#### DATASET
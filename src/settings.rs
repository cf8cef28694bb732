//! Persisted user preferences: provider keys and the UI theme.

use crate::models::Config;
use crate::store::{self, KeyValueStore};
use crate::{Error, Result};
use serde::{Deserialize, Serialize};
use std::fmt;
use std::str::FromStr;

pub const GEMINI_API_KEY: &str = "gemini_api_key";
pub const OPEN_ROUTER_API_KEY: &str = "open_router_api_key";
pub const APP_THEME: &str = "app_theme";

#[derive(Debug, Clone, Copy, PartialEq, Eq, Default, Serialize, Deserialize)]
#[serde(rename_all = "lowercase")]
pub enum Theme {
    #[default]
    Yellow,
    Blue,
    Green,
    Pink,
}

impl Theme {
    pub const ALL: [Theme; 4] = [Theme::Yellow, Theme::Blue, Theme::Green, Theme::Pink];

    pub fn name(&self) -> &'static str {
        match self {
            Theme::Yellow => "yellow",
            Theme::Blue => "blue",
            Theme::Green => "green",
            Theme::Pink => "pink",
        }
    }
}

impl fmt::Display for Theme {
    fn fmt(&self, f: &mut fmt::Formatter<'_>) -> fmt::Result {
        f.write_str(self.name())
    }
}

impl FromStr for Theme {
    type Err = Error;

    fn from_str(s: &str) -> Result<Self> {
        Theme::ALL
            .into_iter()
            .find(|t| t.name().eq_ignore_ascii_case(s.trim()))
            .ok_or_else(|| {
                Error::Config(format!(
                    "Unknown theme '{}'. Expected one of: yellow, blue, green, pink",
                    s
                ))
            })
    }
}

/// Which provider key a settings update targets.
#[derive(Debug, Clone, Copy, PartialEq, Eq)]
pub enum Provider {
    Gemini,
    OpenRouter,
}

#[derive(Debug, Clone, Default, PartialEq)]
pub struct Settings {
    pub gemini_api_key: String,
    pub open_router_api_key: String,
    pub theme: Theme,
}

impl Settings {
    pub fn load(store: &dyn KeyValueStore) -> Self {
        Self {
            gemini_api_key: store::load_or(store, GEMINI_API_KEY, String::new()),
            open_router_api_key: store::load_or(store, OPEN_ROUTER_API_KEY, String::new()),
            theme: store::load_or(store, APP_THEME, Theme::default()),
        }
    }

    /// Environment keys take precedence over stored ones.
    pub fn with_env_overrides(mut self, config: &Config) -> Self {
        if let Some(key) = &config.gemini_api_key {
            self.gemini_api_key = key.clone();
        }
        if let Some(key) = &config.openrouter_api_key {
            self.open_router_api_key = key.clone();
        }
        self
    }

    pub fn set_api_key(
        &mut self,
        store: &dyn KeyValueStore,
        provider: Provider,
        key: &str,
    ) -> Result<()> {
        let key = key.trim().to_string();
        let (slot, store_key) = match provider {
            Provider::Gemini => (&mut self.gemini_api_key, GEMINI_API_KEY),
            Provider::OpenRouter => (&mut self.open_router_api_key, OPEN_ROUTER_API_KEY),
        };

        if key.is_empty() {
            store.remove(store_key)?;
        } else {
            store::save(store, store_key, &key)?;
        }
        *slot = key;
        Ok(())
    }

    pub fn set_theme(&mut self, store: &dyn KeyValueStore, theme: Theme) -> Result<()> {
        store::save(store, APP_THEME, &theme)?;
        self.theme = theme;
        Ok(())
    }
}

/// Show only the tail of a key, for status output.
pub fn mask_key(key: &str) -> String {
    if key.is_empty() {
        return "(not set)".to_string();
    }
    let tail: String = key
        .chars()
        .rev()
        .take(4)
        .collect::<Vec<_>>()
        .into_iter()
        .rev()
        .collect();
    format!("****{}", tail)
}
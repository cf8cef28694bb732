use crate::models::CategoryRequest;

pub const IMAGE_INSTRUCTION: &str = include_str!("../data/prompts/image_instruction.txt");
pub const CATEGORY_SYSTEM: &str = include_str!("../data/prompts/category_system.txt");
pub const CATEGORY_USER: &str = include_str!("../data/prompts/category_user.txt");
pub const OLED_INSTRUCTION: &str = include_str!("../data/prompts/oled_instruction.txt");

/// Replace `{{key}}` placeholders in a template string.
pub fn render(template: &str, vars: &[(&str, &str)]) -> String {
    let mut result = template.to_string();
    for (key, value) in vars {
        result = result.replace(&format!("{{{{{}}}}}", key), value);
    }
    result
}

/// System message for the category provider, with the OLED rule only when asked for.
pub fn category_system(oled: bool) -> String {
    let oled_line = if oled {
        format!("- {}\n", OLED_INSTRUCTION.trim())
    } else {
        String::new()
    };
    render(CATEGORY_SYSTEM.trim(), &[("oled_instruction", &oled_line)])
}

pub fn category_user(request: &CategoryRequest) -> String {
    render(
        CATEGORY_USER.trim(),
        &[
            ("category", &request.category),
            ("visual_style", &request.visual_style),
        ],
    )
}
########
#### DATASET
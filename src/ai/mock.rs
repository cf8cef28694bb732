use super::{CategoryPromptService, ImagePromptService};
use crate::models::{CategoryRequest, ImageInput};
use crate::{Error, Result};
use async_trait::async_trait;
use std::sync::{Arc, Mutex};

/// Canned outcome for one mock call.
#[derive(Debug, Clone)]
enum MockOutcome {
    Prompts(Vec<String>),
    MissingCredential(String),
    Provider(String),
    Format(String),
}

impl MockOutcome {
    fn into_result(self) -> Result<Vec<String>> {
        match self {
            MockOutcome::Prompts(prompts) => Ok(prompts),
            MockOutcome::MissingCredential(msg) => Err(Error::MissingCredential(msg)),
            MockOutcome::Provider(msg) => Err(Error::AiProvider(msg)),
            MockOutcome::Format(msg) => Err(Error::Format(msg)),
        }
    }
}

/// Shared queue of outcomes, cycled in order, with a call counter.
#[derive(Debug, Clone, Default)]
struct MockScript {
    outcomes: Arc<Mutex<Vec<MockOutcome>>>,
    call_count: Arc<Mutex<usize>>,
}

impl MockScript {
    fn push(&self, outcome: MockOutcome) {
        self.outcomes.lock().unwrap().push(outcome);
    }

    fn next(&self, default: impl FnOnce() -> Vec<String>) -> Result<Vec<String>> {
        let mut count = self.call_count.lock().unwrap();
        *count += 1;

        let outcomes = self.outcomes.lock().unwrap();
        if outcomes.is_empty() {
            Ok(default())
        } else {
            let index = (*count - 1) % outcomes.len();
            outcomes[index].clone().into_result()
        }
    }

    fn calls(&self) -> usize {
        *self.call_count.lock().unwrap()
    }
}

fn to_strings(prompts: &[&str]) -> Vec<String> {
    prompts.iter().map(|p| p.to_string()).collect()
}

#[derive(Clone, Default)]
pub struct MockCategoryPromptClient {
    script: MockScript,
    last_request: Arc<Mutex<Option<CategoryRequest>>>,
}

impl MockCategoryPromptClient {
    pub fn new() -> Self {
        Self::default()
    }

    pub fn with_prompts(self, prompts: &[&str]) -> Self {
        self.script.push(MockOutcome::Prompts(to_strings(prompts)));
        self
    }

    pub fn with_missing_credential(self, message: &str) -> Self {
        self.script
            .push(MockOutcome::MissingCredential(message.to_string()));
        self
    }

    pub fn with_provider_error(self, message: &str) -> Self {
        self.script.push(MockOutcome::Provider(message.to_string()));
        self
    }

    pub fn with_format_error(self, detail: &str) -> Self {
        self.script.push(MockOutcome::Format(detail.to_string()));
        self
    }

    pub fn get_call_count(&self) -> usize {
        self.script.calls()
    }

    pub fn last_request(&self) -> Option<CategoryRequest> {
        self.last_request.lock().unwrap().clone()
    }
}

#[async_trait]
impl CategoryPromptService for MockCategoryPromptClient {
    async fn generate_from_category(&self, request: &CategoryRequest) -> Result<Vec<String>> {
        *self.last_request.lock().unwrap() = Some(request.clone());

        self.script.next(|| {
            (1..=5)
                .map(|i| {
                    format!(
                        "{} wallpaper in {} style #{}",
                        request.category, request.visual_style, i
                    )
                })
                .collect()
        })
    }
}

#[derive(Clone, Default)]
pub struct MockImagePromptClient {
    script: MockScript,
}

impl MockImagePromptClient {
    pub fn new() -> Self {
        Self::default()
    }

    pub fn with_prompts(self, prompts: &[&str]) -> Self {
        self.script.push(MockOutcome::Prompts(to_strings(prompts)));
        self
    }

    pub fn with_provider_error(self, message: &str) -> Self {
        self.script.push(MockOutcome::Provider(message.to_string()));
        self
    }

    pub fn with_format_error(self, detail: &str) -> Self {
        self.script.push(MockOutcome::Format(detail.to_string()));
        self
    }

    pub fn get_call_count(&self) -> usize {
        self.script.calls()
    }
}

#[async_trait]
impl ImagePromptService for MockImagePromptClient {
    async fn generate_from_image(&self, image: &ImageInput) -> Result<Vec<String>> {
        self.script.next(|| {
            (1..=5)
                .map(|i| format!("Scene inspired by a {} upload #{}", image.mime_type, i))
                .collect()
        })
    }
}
########
### [TASK OBJECTIVE]
With the first line being the one containing "impl FromStr for" and the last line the one containing "over stored ones.", transcribe exactly the lines above that fall in that range.

### [ANSWER SPACE]
impl FromStr for Theme {
    type Err = Error;

    fn from_str(s: &str) -> Result<Self> {
        Theme::ALL
            .into_iter()
            .find(|t| t.name().eq_ignore_ascii_case(s.trim()))
            .ok_or_else(|| {
                Error::Config(format!(
                    "Unknown theme '{}'. Expected one of: yellow, blue, green, pink",
                    s
                ))
            })
    }
}

/// Which provider key a settings update targets.
#[derive(Debug, Clone, Copy, PartialEq, Eq)]
pub enum Provider {
    Gemini,
    OpenRouter,
}

#[derive(Debug, Clone, Default, PartialEq)]
pub struct Settings {
    pub gemini_api_key: String,
    pub open_router_api_key: String,
    pub theme: Theme,
}

impl Settings {
    pub fn load(store: &dyn KeyValueStore) -> Self {
        Self {
            gemini_api_key: store::load_or(store, GEMINI_API_KEY, String::new()),
            open_router_api_key: store::load_or(store, OPEN_ROUTER_API_KEY, String::new()),
            theme: store::load_or(store, APP_THEME, Theme::default()),
        }
    }

    /// Environment keys take precedence over stored ones.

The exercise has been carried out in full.